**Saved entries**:
- - - - - - -

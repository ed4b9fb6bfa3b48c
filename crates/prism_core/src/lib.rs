//! # PRISM Core
//!
//! The allocation-free foundation under the PRISM frame pipeline:
//! - Capacity-bounded pools for objects, growable lists and arrays
//! - Per-frame scratch slabs
//! - Synchronization primitives shared by the preparation and draw threads
//!
//! ## Architecture Rules
//!
//! 1. **Steady state never touches the heap** - Everything a frame needs is
//!    recycled through a pool
//! 2. **An object is live or pooled, never both** - Release moves ownership
//!    back into the pool
//! 3. **Every wait is bounded** - A stuck producer becomes an error, not a hang
//!
//! ## Example
//!
//! ```rust,ignore
//! use prism_core::ObjectPool;
//!
//! let pool = ObjectPool::new(512, || Vec::<u32>::with_capacity(64));
//! let list = pool.allocate();
//! pool.release(list);
//! ```

#![warn(missing_docs)]
#![deny(unsafe_code)]
#![deny(clippy::all)]
#![warn(clippy::pedantic)]
#![deny(clippy::perf)]

pub mod memory;
pub mod sync;

pub use memory::{
    ArrayPool, ArrayPoolStats, ListPool, ListPoolConfig, ObjectPool, PoolStats, SlabSet, SlabSpan,
};
pub use sync::{CompletionCell, DoubleBuffer, SyncError, SyncResult, TimedLock, TimedLockGuard};
// ============================================================================
// BATCH LIFECYCLE
// ============================================================================

#[test]
fn test_released_batch_matches_fresh_instance() {
    let (_device, manager) = setup(RenderConfig::single_threaded());
    let frame = manager.create_frame(None);
    let batch = manager
        .new_geometry(Some(&*frame), 4, Some(MaterialId(9)), RenderStates::default())
        .unwrap();
    batch.set_name("sprites");
    batch.add_quads(quads(2, 3, 0.0)).unwrap();
    batch.dispose().unwrap();

    manager.prepare_frame(&frame).unwrap();
    manager.draw_frame(&frame).unwrap();
    frame.dispose(&manager).unwrap();

    let (_other_device, fresh_manager) = setup(RenderConfig::single_threaded());
    let fresh = fresh_manager.allocate_batch(BatchKind::Geometry);
    assert!(batch.is_released());
    assert_eq!(batch.snapshot(), fresh.snapshot());
}

#[test]
fn test_draw_requires_prepare_and_rejects_released() {
    let (device, manager) = setup(RenderConfig::single_threaded());
    let frame = manager.create_frame(None);
    manager.new_scissor(Some(&*frame), 0, None).unwrap();

    assert!(matches!(
        manager.draw_frame(&frame),
        Err(RenderError::InvalidFrameState { expected: "Prepared", .. })
    ));
    assert_eq!(device.draw_count(), 0);

    manager.prepare_frame(&frame).unwrap();
    frame.dispose(&manager).unwrap();
    assert!(matches!(
        frame.draw(&manager, &*device),
        Err(RenderError::InvalidFrameState { .. })
    ));
    assert!(device.commands().is_empty());
}

#[test]
fn test_suspended_batch_times_out_and_stays_releasable() {
    let mut config = RenderConfig::single_threaded();
    config.prepare.suspend_timeout_ms = 30;
    let (_device, manager) = setup(config);
    let frame = manager.create_frame(None);
    let batch = manager
        .new_geometry(Some(&*frame), 0, None, RenderStates::default())
        .unwrap();
    batch.suspend().unwrap();
    assert!(matches!(batch.suspend(), Err(RenderError::AlreadySuspended(_))));

    let result = manager.prepare_frame(&frame);
    assert!(matches!(result, Err(RenderError::SuspendTimeout { .. })));
    assert_eq!(batch.phase(), BatchPhase::Initialized);

    batch.dispose().unwrap();
    frame.dispose(&manager).unwrap();
    assert!(batch.is_released());
}

#[test]
fn test_suspended_batch_waits_for_producer() {
    let (device, manager) = setup(RenderConfig::single_threaded());
    let frame = manager.create_frame(None);
    let batch = manager
        .new_geometry(Some(&*frame), 0, None, RenderStates::default())
        .unwrap();
    batch.suspend().unwrap();

    let producer = {
        let batch = Arc::clone(&batch);
        thread::spawn(move || {
            thread::sleep(Duration::from_millis(20));
            batch.add_quads(quads(3, 2, 0.0)).unwrap();
            batch.dispose().unwrap();
        })
    };

    manager.prepare_frame(&frame).unwrap();
    producer.join().unwrap();
    manager.draw_frame(&frame).unwrap();

    assert_eq!(device.draw_count(), 1);
    assert_eq!(device.resolved_draws()[0].vertices.len(), 2 * 6 * 24);
}

// ============================================================================
// COORDINATOR
// ============================================================================

#[test]
fn test_threaded_coordinator_overlaps_frames() {
    let device = Arc::new(HeadlessDevice::new());
    let mut config = RenderConfig::production();
    config.prepare.worker_count = 4;
    config.coordinator.device_settle_ms = 0;
    let manager = RenderManager::new(config, device.clone()).unwrap();
    let coordinator = RenderCoordinator::new(Arc::clone(&manager)).unwrap();

    for f in 0..10 {
        let frame = coordinator.begin_frame(Some("main")).unwrap();
        for layer in 0..6 {
            let batch = manager
                .new_geometry(Some(&*frame), layer, None, RenderStates::default())
                .unwrap();
            batch.add_quads(quads(layer as u32, 4, f as f32)).unwrap();
            batch.dispose().unwrap();
        }
        coordinator.end_draw().unwrap();
    }
    coordinator.wait_for_active_draws().unwrap();

    assert_eq!(coordinator.frames_drawn(), 10);
    assert_eq!(device.draw_count(), 60);
    assert!(coordinator.take_draw_error().is_none());

    coordinator.shutdown();
    assert!(manager.frame_pool_stats().reused >= 8);
}

#[test]
fn test_device_loss_skips_then_recovers() {
    let device = Arc::new(HeadlessDevice::new());
    let mut config = RenderConfig::production();
    config.prepare.worker_count = 2;
    config.coordinator.device_settle_ms = 0;
    let manager = RenderManager::new(config, device.clone()).unwrap();
    let coordinator = RenderCoordinator::new(Arc::clone(&manager)).unwrap();

    let submit = || {
        let frame = coordinator.begin_frame(None).unwrap();
        let batch = manager
            .new_geometry(Some(&*frame), 0, None, RenderStates::default())
            .unwrap();
        batch.add_quads(quads(1, 2, 0.0)).unwrap();
        batch.dispose().unwrap();
        coordinator.end_draw().unwrap();
        coordinator.wait_for_active_draws().unwrap();
    };

    submit();
    device.set_lost(true);
    submit();
    submit();
    assert!(coordinator.is_device_lost());
    assert_eq!(coordinator.frames_skipped(), 2);
    assert_eq!(device.draw_count(), 1);

    coordinator.reset_device().unwrap();
    submit();
    assert_eq!(coordinator.frames_drawn(), 2);
    assert_eq!(device.draw_count(), 2);
    assert!(coordinator.take_draw_error().is_none());
}

#[test]
fn test_device_loss_ends_when_device_reports_normal() {
    let device = Arc::new(HeadlessDevice::new());
    let mut config = RenderConfig::production();
    config.prepare.worker_count = 2;
    config.coordinator.device_settle_ms = 0;
    let manager = RenderManager::new(config, device.clone()).unwrap();
    let coordinator = RenderCoordinator::new(Arc::clone(&manager)).unwrap();

    let submit = || {
        let frame = coordinator.begin_frame(None).unwrap();
        let batch = manager
            .new_geometry(Some(&*frame), 0, None, RenderStates::default())
            .unwrap();
        batch.add_quads(quads(1, 2, 0.0)).unwrap();
        batch.dispose().unwrap();
        coordinator.end_draw().unwrap();
        coordinator.wait_for_active_draws().unwrap();
    };

    device.set_lost(true);
    submit();
    assert!(coordinator.is_device_lost());
    assert_eq!(coordinator.frames_skipped(), 1);

    device.set_lost(false);
    submit();
    submit();
    assert!(!coordinator.is_device_lost());
    assert_eq!(coordinator.frames_skipped(), 1);
    assert_eq!(coordinator.frames_drawn(), 2);
    assert_eq!(device.draw_count(), 2);
    assert!(coordinator.take_draw_error().is_none());
}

- - - - - - -

**TASK OBJECTIVE**:
Which lines above hold the string "never"? Show each of them.

**RESPONSE BOX**:
//! 1. **Steady state never touches the heap** - Everything a frame needs is
//! 2. **An object is live or pooled, never both** - Release moves ownership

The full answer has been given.